/// Chunk storage: one flat contiguous buffer per chunk, indexed by
/// (level, x, y). The linear layout keeps whole levels adjacent in
/// memory, which is the iteration order of both the terrain fill and
/// the draw-list build.
use super::Block;
use glam::IVec2;

/// Grid dimensions of a chunk. Carried by every chunk so that index
/// math never depends on ambient configuration.
#[derive(Copy, Clone, Debug, PartialEq, Eq)]
pub struct ChunkDims {
    /// Vertical levels (z axis), level 0 at the bottom.
    pub height: usize,
    pub size_x: usize,
    pub size_y: usize,
}

impl ChunkDims {
    pub const fn volume(&self) -> usize {
        self.height * self.size_x * self.size_y
    }
}

pub struct Chunk {
    /// Position in the world's chunk grid (not in blocks).
    pub position: IVec2,
    dims: ChunkDims,
    blocks: Box<[Block]>,
}

impl Chunk {
    /// Create a chunk with every cell set to air.
    pub fn air(position: IVec2, dims: ChunkDims) -> Self {
        Self::filled(position, dims, Block::air())
    }

    /// Create a chunk with every cell set to the same block.
    pub fn filled(position: IVec2, dims: ChunkDims, block: Block) -> Self {
        Self {
            position,
            dims,
            blocks: vec![block; dims.volume()].into_boxed_slice(),
        }
    }

    #[inline]
    pub fn dims(&self) -> ChunkDims {
        self.dims
    }

    /// First block coordinate of this chunk on each world axis.
    #[inline]
    pub fn block_origin(&self) -> IVec2 {
        IVec2::new(
            self.position.x * self.dims.size_x as i32,
            self.position.y * self.dims.size_y as i32,
        )
    }

    /// Convert local coordinates to the linear buffer index.
    #[inline]
    const fn index(&self, level: usize, x: usize, y: usize) -> usize {
        (level * self.dims.size_x + x) * self.dims.size_y + y
    }

    /// Get block at local coordinates (level < height, x < size_x, y < size_y)
    #[inline]
    pub fn get(&self, level: usize, x: usize, y: usize) -> &Block {
        debug_assert!(level < self.dims.height && x < self.dims.size_x && y < self.dims.size_y);
        &self.blocks[self.index(level, x, y)]
    }

    #[inline]
    pub fn get_mut(&mut self, level: usize, x: usize, y: usize) -> &mut Block {
        debug_assert!(level < self.dims.height && x < self.dims.size_x && y < self.dims.size_y);
        let index = self.index(level, x, y);
        &mut self.blocks[index]
    }

    /// Set block at local coordinates
    #[inline]
    pub fn set(&mut self, level: usize, x: usize, y: usize, block: Block) {
        *self.get_mut(level, x, y) = block;
    }

    /// Signed-coordinate lookup; None when outside this chunk. The
    /// visibility pass treats None as open space.
    #[inline]
    pub fn try_get(&self, level: i32, x: i32, y: i32) -> Option<&Block> {
        if level < 0 || x < 0 || y < 0 {
            return None;
        }
        let (level, x, y) = (level as usize, x as usize, y as usize);
        if level >= self.dims.height || x >= self.dims.size_x || y >= self.dims.size_y {
            return None;
        }
        Some(&self.blocks[self.index(level, x, y)])
    }

    /// All cells in buffer order (level-major, then x, then y).
    #[inline]
    pub fn blocks(&self) -> &[Block] {
        &self.blocks
    }
}

#[cfg(test)]
mod tests {
    use super::*;
    use crate::voxel::BlockType;

    const DIMS: ChunkDims = ChunkDims {
        height: 4,
        size_x: 3,
        size_y: 2,
    };

    #[test]
    fn linear_index_is_level_major() {
        let mut chunk = Chunk::air(IVec2::ZERO, DIMS);
        chunk.set(0, 0, 0, Block::new(BlockType::Bedrock));
        chunk.set(0, 0, 1, Block::new(BlockType::Stone));
        chunk.set(0, 1, 0, Block::new(BlockType::Dirt));
        chunk.set(1, 0, 0, Block::new(BlockType::Grass));

        let blocks = chunk.blocks();
        assert_eq!(blocks[0].block_type, BlockType::Bedrock);
        assert_eq!(blocks[1].block_type, BlockType::Stone);
        assert_eq!(blocks[DIMS.size_y].block_type, BlockType::Dirt);
        assert_eq!(
            blocks[DIMS.size_x * DIMS.size_y].block_type,
            BlockType::Grass
        );
    }

    #[test]
    fn set_then_get_round_trips_every_cell() {
        let mut chunk = Chunk::air(IVec2::new(2, -1), DIMS);
        for level in 0..DIMS.height {
            for x in 0..DIMS.size_x {
                for y in 0..DIMS.size_y {
                    chunk.set(level, x, y, Block::new(BlockType::Sand));
                }
            }
        }
        assert!(chunk
            .blocks()
            .iter()
            .all(|b| b.block_type == BlockType::Sand));
        assert_eq!(chunk.blocks().len(), DIMS.volume());
    }

    #[test]
    fn try_get_rejects_out_of_bounds() {
        let chunk = Chunk::air(IVec2::ZERO, DIMS);
        assert!(chunk.try_get(0, 0, 0).is_some());
        assert!(chunk.try_get(-1, 0, 0).is_none());
        assert!(chunk.try_get(0, -1, 0).is_none());
        assert!(chunk.try_get(0, 0, -1).is_none());
        assert!(chunk.try_get(DIMS.height as i32, 0, 0).is_none());
        assert!(chunk.try_get(0, DIMS.size_x as i32, 0).is_none());
        assert!(chunk.try_get(0, 0, DIMS.size_y as i32).is_none());
    }

    #[test]
    fn block_origin_scales_by_chunk_size() {
        let chunk = Chunk::air(IVec2::new(3, -2), DIMS);
        assert_eq!(chunk.block_origin(), IVec2::new(9, -4));
    }
}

## [WORK REQUEST]
From the first line to the last, reproduce the data exactly.

## [SOLVED EXERCISE]
/// Chunk storage: one flat contiguous buffer per chunk, indexed by
/// (level, x, y). The linear layout keeps whole levels adjacent in
/// memory, which is the iteration order of both the terrain fill and
/// the draw-list build.
use super::Block;
use glam::IVec2;

/// Grid dimensions of a chunk. Carried by every chunk so that index
/// math never depends on ambient configuration.
#[derive(Copy, Clone, Debug, PartialEq, Eq)]
pub struct ChunkDims {
    /// Vertical levels (z axis), level 0 at the bottom.
    pub height: usize,
    pub size_x: usize,
    pub size_y: usize,
}

impl ChunkDims {
    pub const fn volume(&self) -> usize {
        self.height * self.size_x * self.size_y
    }
}

pub struct Chunk {
    /// Position in the world's chunk grid (not in blocks).
    pub position: IVec2,
    dims: ChunkDims,
    blocks: Box<[Block]>,
}

impl Chunk {
    /// Create a chunk with every cell set to air.
    pub fn air(position: IVec2, dims: ChunkDims) -> Self {
        Self::filled(position, dims, Block::air())
    }

    /// Create a chunk with every cell set to the same block.
    pub fn filled(position: IVec2, dims: ChunkDims, block: Block) -> Self {
        Self {
            position,
            dims,
            blocks: vec![block; dims.volume()].into_boxed_slice(),
        }
    }

    #[inline]
    pub fn dims(&self) -> ChunkDims {
        self.dims
    }

    /// First block coordinate of this chunk on each world axis.
    #[inline]
    pub fn block_origin(&self) -> IVec2 {
        IVec2::new(
            self.position.x * self.dims.size_x as i32,
            self.position.y * self.dims.size_y as i32,
        )
    }

    /// Convert local coordinates to the linear buffer index.
    #[inline]
    const fn index(&self, level: usize, x: usize, y: usize) -> usize {
        (level * self.dims.size_x + x) * self.dims.size_y + y
    }

    /// Get block at local coordinates (level < height, x < size_x, y < size_y)
    #[inline]
    pub fn get(&self, level: usize, x: usize, y: usize) -> &Block {
        debug_assert!(level < self.dims.height && x < self.dims.size_x && y < self.dims.size_y);
        &self.blocks[self.index(level, x, y)]
    }

    #[inline]
    pub fn get_mut(&mut self, level: usize, x: usize, y: usize) -> &mut Block {
        debug_assert!(level < self.dims.height && x < self.dims.size_x && y < self.dims.size_y);
        let index = self.index(level, x, y);
        &mut self.blocks[index]
    }

    /// Set block at local coordinates
    #[inline]
    pub fn set(&mut self, level: usize, x: usize, y: usize, block: Block) {
        *self.get_mut(level, x, y) = block;
    }

    /// Signed-coordinate lookup; None when outside this chunk. The
    /// visibility pass treats None as open space.
    #[inline]
    pub fn try_get(&self, level: i32, x: i32, y: i32) -> Option<&Block> {
        if level < 0 || x < 0 || y < 0 {
            return None;
        }
        let (level, x, y) = (level as usize, x as usize, y as usize);
        if level >= self.dims.height || x >= self.dims.size_x || y >= self.dims.size_y {
            return None;
        }
        Some(&self.blocks[self.index(level, x, y)])
    }

    /// All cells in buffer order (level-major, then x, then y).
    #[inline]
    pub fn blocks(&self) -> &[Block] {
        &self.blocks
    }
}

#[cfg(test)]
mod tests {
    use super::*;
    use crate::voxel::BlockType;

    const DIMS: ChunkDims = ChunkDims {
        height: 4,
        size_x: 3,
        size_y: 2,
    };

    #[test]
    fn linear_index_is_level_major() {
        let mut chunk = Chunk::air(IVec2::ZERO, DIMS);
        chunk.set(0, 0, 0, Block::new(BlockType::Bedrock));
        chunk.set(0, 0, 1, Block::new(BlockType::Stone));
        chunk.set(0, 1, 0, Block::new(BlockType::Dirt));
        chunk.set(1, 0, 0, Block::new(BlockType::Grass));

        let blocks = chunk.blocks();
        assert_eq!(blocks[0].block_type, BlockType::Bedrock);
        assert_eq!(blocks[1].block_type, BlockType::Stone);
        assert_eq!(blocks[DIMS.size_y].block_type, BlockType::Dirt);
        assert_eq!(
            blocks[DIMS.size_x * DIMS.size_y].block_type,
            BlockType::Grass
        );
    }

    #[test]
    fn set_then_get_round_trips_every_cell() {
        let mut chunk = Chunk::air(IVec2::new(2, -1), DIMS);
        for level in 0..DIMS.height {
            for x in 0..DIMS.size_x {
                for y in 0..DIMS.size_y {
                    chunk.set(level, x, y, Block::new(BlockType::Sand));
                }
            }
        }
        assert!(chunk
            .blocks()
            .iter()
            .all(|b| b.block_type == BlockType::Sand));
        assert_eq!(chunk.blocks().len(), DIMS.volume());
    }

    #[test]
    fn try_get_rejects_out_of_bounds() {
        let chunk = Chunk::air(IVec2::ZERO, DIMS);
        assert!(chunk.try_get(0, 0, 0).is_some());
        assert!(chunk.try_get(-1, 0, 0).is_none());
        assert!(chunk.try_get(0, -1, 0).is_none());
        assert!(chunk.try_get(0, 0, -1).is_none());
        assert!(chunk.try_get(DIMS.height as i32, 0, 0).is_none());
        assert!(chunk.try_get(0, DIMS.size_x as i32, 0).is_none());
        assert!(chunk.try_get(0, 0, DIMS.size_y as i32).is_none());
    }

    #[test]
    fn block_origin_scales_by_chunk_size() {
        let chunk = Chunk::air(IVec2::new(3, -2), DIMS);
        assert_eq!(chunk.block_origin(), IVec2::new(9, -4));
    }
}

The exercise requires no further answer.